FDA clears opioid overdose reversal drug to be sold without a prescription
The FDA approves the nasal spray that treats fentanyl AND opioid overdoses as they happen for over-the-counter use, meaning it can be sold in vending machines and retail stores. big surface
Narcan, the nasal spray that quickly reverses opioid overdoses, can now be sold without a prescription, the Food and Drug Administration said.
The approval announced Wednesday caps a long-running battle by public health officials and addiction medicine experts to make the antidote more readily available, a move they say would save hundreds of thousands of lives. .
FDA Commissioner Dr. Robert Califf said: “Today’s approval of over-the-counter naloxone nasal spray will help improve access to naloxone, increase the number of places where it is available and reduce opioid overdose deaths nationwide.”
Narcan could be available at big-box retailers, vending machines, supermarkets and convenience stores as early as this summer.
A group of outside experts voted unanimously last month to expand access to the drug in hopes of averting another record year for fatal overdoses.
Narcan is already available without a prescription in all 50 states, where state leaders have issued standing orders for pharmacists to sell the drug to anyone who requests it.
But not all pharmacies carry it, and those that do have to keep it behind the counter. And even without the need for a doctor’s prescription, many people are hesitant to go to a pharmacist for the drug, wary of the stimulation associated with drug abuse.
FDA management cannot guarantee that the drug will be free or even inexpensive. The cost of a single naloxone rescue kit ranges from about $22 to $60 for intranasal kits. Pricing is determined by Narcan’s manufacturer, Emergent BioSolutions.

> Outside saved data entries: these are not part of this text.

//! 시세 소스 trait 정의.

use async_trait::async_trait;
use rust_decimal::Decimal;

use crate::QuoteError;

/// 시세 조회 작업을 위한 Result 타입.
pub type QuoteResult<T> = Result<T, QuoteError>;

/// 심볼의 새 가격을 제공하는 시세 소스.
///
/// 라이브 제공자는 외부 API를 조회하고, 시뮬레이티드 소스는 직전 가격을
/// 기준으로 랜덤워크를 생성합니다. `previous`는 워크의 기준값으로만 쓰이며
/// 라이브 제공자는 무시합니다. 소스는 가격 저장소를 직접 변경하지 않습니다.
#[async_trait]
pub trait QuoteSource: Send + Sync {
    /// 소스 이름 반환.
    fn name(&self) -> &'static str;

    /// 심볼의 새 가격을 조회합니다.
    ///
    /// 반환되는 가격은 소수점 둘째 자리로 반올림되어 있습니다.
    async fn fetch_price(&self, symbol: &str, previous: Decimal) -> QuoteResult<Decimal>;
}
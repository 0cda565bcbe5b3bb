//! 실시간 가격 배포 서버.
//!
//! 추적 심볼의 가격을 주기적으로 갱신하여 구독 중인 WebSocket 클라이언트에게
//! 배포합니다. 데모 모드에서는 랜덤워크로 가격을 생성하고, 라이브 모드에서는
//! 외부 시세 제공자를 조회합니다.

use std::path::Path;
use std::time::Duration;

use axum::{routing::get, Router};
use tokio_util::sync::CancellationToken;
use tower_http::cors::CorsLayer;
use tracing::{info, warn};

use stockcast_api::{create_registry, websocket_router, PriceBroadcaster, PriceStore, WsState};
use stockcast_core::{init_logging, AppConfig, TrackedSymbols};

/// 설정 로드.
///
/// 우선순위: `STOCKCAST_CONFIG`가 가리키는 파일 → `config/default.toml`
/// (존재하는 경우) → 기본값. 어느 경우든 환경 변수가 파일 값을 덮어씁니다.
fn load_config() -> Result<AppConfig, config::ConfigError> {
    if let Ok(path) = std::env::var("STOCKCAST_CONFIG") {
        return AppConfig::load(path);
    }
    if Path::new("config/default.toml").exists() {
        return AppConfig::load_default();
    }
    AppConfig::from_env()
}

/// /health 엔드포인트 핸들러.
async fn health_handler() -> &'static str {
    "OK"
}

/// CORS 미들웨어 구성.
///
/// 브라우저 프런트엔드가 다른 포트에서 접속하는 개발 구성을 가정하고 모든
/// origin을 허용합니다.
fn cors_layer() -> CorsLayer {
    CorsLayer::permissive()
}

#[tokio::main]
async fn main() -> Result<(), Box<dyn std::error::Error>> {
    // .env 파일 로드 (있는 경우)
    let _ = dotenvy::dotenv();

    let config = load_config()?;
    init_logging(&config.logging)?;
    config.validate()?;

    info!(
        mode = %config.feed.mode,
        symbols = config.feed.symbols.len(),
        interval_secs = config.feed.refresh_interval_secs,
        "Starting stockcast server"
    );

    let tracked = TrackedSymbols::new(config.feed.symbols.iter().cloned());
    let registry = create_registry(tracked.clone(), config.feed.max_subscriptions_per_client);
    let store = PriceStore::seed(&tracked);
    let source = stockcast_quote::build_source(&config)?;

    // 전역 종료 토큰: 갱신 루프와 모든 세션에 전파된다
    let shutdown = CancellationToken::new();

    // 가격 갱신 루프 시작
    let broadcaster = PriceBroadcaster::new(
        registry.clone(),
        store,
        source,
        config.feed.mode,
        Duration::from_secs(config.feed.refresh_interval_secs),
    );
    let broadcaster_task = tokio::spawn(broadcaster.run(shutdown.clone()));

    // 라우터 구성
    let ws_state = WsState::new(registry, shutdown.clone());
    let app = Router::new()
        .route("/health", get(health_handler))
        .nest("/ws", websocket_router(ws_state))
        .layer(cors_layer());

    let addr = config.server.socket_addr()?;
    let listener = tokio::net::TcpListener::bind(addr).await?;
    info!(%addr, "Server listening");
    info!("WebSocket available at ws://{}/ws", addr);

    axum::serve(listener, app)
        .with_graceful_shutdown(shutdown_signal(shutdown.clone()))
        .await?;

    // 종료 순서: 신규 연결 수락 중단(위의 drain) → 루프/세션 취소 → 정리 대기
    shutdown.cancel();
    if tokio::time::timeout(Duration::from_secs(5), broadcaster_task)
        .await
        .is_err()
    {
        warn!("Broadcaster did not stop in time");
    }

    info!("Server stopped gracefully");

    Ok(())
}

/// Graceful shutdown 시그널 대기.
///
/// Ctrl+C 또는 SIGTERM 시그널을 수신하면 종료 토큰을 취소합니다.
async fn shutdown_signal(shutdown: CancellationToken) {
    let ctrl_c = async {
        tokio::signal::ctrl_c()
            .await
            .expect("Failed to install Ctrl+C handler");
    };

    #[cfg(unix)]
    let terminate = async {
        tokio::signal::unix::signal(tokio::signal::unix::SignalKind::terminate())
            .expect("Failed to install signal handler")
            .recv()
            .await;
    };

    #[cfg(not(unix))]
    let terminate = std::future::pending::<()>();

    tokio::select! {
        _ = ctrl_c => {
            warn!("Received Ctrl+C, initiating graceful shutdown...");
        }
        _ = terminate => {
            warn!("Received SIGTERM, initiating graceful shutdown...");
        }
    }

    // 갱신 루프와 모든 세션에 종료 시그널 전파
    shutdown.cancel();
    info!("Shutdown signal propagated to background tasks");
}
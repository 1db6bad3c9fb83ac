//! Document descriptors handed to the viewer by the host application.

use serde::{Deserialize, Serialize};

/// Locale applied to chapters that do not name one.
pub const DEFAULT_LOCALE: &str = "pt_PT";

/// A remote document made of one or more chapters.
#[derive(Debug, Clone, PartialEq, Serialize, Deserialize)]
pub struct DocumentDescriptor {
    #[serde(default)]
    pub title: String,
    pub chapters: Vec<Chapter>,
    /// Page count applied to every chapter on normalization.
    #[serde(default, alias = "pageCount")]
    #[serde(skip_serializing_if = "Option::is_none")]
    pub page_count: Option<u32>,
    /// Served by the second-generation document channel.
    #[serde(default)]
    pub epaper2: bool,
}

/// A named sub-report: one server template rendered against one data path.
#[derive(Debug, Clone, PartialEq, Serialize, Deserialize)]
pub struct Chapter {
    #[serde(rename = "jrxml")]
    pub template: String,
    #[serde(default)]
    pub locale: String,
    #[serde(default)]
    pub path: String,
    #[serde(default)]
    #[serde(skip_serializing_if = "Option::is_none")]
    pub params: Option<serde_json::Value>,
    #[serde(default)]
    pub editable: bool,
    #[serde(default, alias = "pageCount")]
    pub page_count: u32,
    #[serde(default)]
    #[serde(skip_serializing_if = "Option::is_none")]
    pub limit: Option<u32>,
    #[serde(default)]
    pub close_previous: bool,
}

impl Chapter {
    pub fn new(template: impl Into<String>, path: impl Into<String>) -> Self {
        Self {
            template: template.into(),
            locale: String::new(),
            path: path.into(),
            params: None,
            editable: false,
            page_count: 0,
            limit: None,
            close_previous: false,
        }
    }

    /// Two chapters with the same template and locale target the same remote
    /// document and can share an open server session.
    pub fn same_identity(&self, other: &Chapter) -> bool {
        self.template == other.template && self.locale == other.locale
    }
}

impl DocumentDescriptor {
    pub fn single(title: impl Into<String>, chapter: Chapter) -> Self {
        Self {
            title: title.into(),
            chapters: vec![chapter],
            page_count: None,
            epaper2: false,
        }
    }

    /// Fill chapter defaults: locale, page counts.
    pub fn normalized(mut self, default_locale: &str) -> Self {
        let page_count = self.page_count.unwrap_or(1).max(1);
        for chapter in &mut self.chapters {
            if chapter.locale.is_empty() {
                chapter.locale = default_locale.to_string();
            }
            chapter.page_count = page_count;
        }
        self
    }

    pub fn total_page_count(&self) -> u32 {
        self.chapters
            .iter()
            .fold(0u32, |total, chapter| total.saturating_add(chapter.page_count))
    }

    /// Map a 1-based global page number to `(chapter index, page in chapter)`.
    pub fn locate_page(&self, page_number: u32) -> Option<(usize, u32)> {
        let mut first = 1u32;
        for (index, chapter) in self.chapters.iter().enumerate() {
            let end = first.saturating_add(chapter.page_count);
            if page_number >= first && page_number < end {
                return Some((index, 1 + page_number - first));
            }
            first = end;
        }
        None
    }
}
use epaper_ir::PageError;
use thiserror::Error;

#[derive(Debug, Error)]
pub enum SceneError {
    /// The bound stylesheet refused a rule. The class is not recorded, so a
    /// later render retries the insertion.
    #[error("stylesheet rejected rule for class '{class}': {reason}")]
    StyleInsert { class: String, reason: String },
    #[error("malformed page: {0}")]
    Malformed(String),
    #[error(transparent)]
    Page(#[from] PageError),
}
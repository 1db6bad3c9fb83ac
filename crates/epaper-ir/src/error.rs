use thiserror::Error;

/// Errors raised while decoding a page model.
#[derive(Error, Debug)]
pub enum PageError {
    /// The payload is not valid JSON.
    #[error("page is not valid JSON: {0}")]
    Json(#[from] serde_json::Error),

    /// The payload is JSON but misses mandatory structure or geometry.
    #[error("malformed page: {0}")]
    Malformed(String),
}

/// Errors raised while splitting a push message envelope.
#[derive(Error, Debug)]
pub enum MessageError {
    #[error("empty push message")]
    Empty,

    #[error("push message '{tag}' is truncated")]
    Truncated { tag: char },

    #[error(transparent)]
    Page(#[from] PageError),

    #[error("invalid focus binding: {0}")]
    Binding(serde_json::Error),
}
//! Queue of push messages between the transport and the viewer.
//!
//! The transport task holds a [`PushSender`]; the viewer drains the inbox
//! on its own schedule. Messages come out in arrival order.

use epaper_ir::DocumentId;
use tokio::sync::mpsc;

#[derive(Debug, Clone, PartialEq, Eq)]
pub struct PushEnvelope {
    pub document: DocumentId,
    pub message: String,
}

#[derive(Debug, Clone)]
pub struct PushSender {
    tx: mpsc::UnboundedSender<PushEnvelope>,
}

impl PushSender {
    /// Queue a message; `false` once the inbox is gone.
    pub fn send(&self, document: impl Into<DocumentId>, message: impl Into<String>) -> bool {
        self.tx
            .send(PushEnvelope {
                document: document.into(),
                message: message.into(),
            })
            .is_ok()
    }
}

#[derive(Debug)]
pub struct PushInbox {
    sender: PushSender,
    rx: mpsc::UnboundedReceiver<PushEnvelope>,
}

impl PushInbox {
    pub fn new() -> Self {
        let (tx, rx) = mpsc::unbounded_channel();
        Self {
            sender: PushSender { tx },
            rx,
        }
    }

    pub fn sender(&self) -> PushSender {
        self.sender.clone()
    }

    /// Everything queued so far, oldest first. Never waits.
    pub fn drain(&mut self) -> Vec<PushEnvelope> {
        let mut ready = Vec::new();
        while let Ok(envelope) = self.rx.try_recv() {
            ready.push(envelope);
        }
        ready
    }

    /// Wait for the next message.
    pub async fn recv(&mut self) -> Option<PushEnvelope> {
        self.rx.recv().await
    }
}

impl Default for PushInbox {
    fn default() -> Self {
        Self::new()
    }
}

#[cfg(test)]
mod tests {
    use super::*;

    #[test]
    fn drains_in_arrival_order() {
        let mut inbox = PushInbox::new();
        let sender = inbox.sender();

        assert!(sender.send("1", "J:first"));
        assert!(sender.send("2", "F:{}"));
        assert!(sender.send("1", "J:second"));

        let drained: Vec<(String, String)> = inbox
            .drain()
            .into_iter()
            .map(|e| (e.document, e.message))
            .collect();
        assert_eq!(
            drained,
            vec![
                ("1".to_string(), "J:first".to_string()),
                ("2".to_string(), "F:{}".to_string()),
                ("1".to_string(), "J:second".to_string()),
            ]
        );
        assert!(inbox.drain().is_empty());
    }

    #[tokio::test]
    async fn recv_waits_for_sender_task() {
        let mut inbox = PushInbox::new();
        let sender = inbox.sender();

        tokio::spawn(async move {
            sender.send("9", "D:legacy");
        });

        let envelope = inbox.recv().await.unwrap();
        assert_eq!(envelope.document, "9");
    }
}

Dr Califf said: “We encourage the manufacturer to make product accessibility a priority by making it available as soon as possible and at an affordable price.”
Narcan, also known as naloxone, is an opioid antagonist. It is used by inserting the nozzle of the medicine into the nose and spraying it.
The spray is impressively effective. A recent study from Brigham and Women’s Hospital in Massachusetts found that over 93% of people who received naloxone survived their overdose.
When inhaled, the drug is absorbed through the mucous membranes of the nose, quickly enters the bloodstream and travels to the brain.
Once there, the drug competes with opioids that bind to receptors in the brain. It attaches to receptors in the brain, replacing the opioid.
This lessens the effects of opiates on the brain, preventing an overdose from progressing.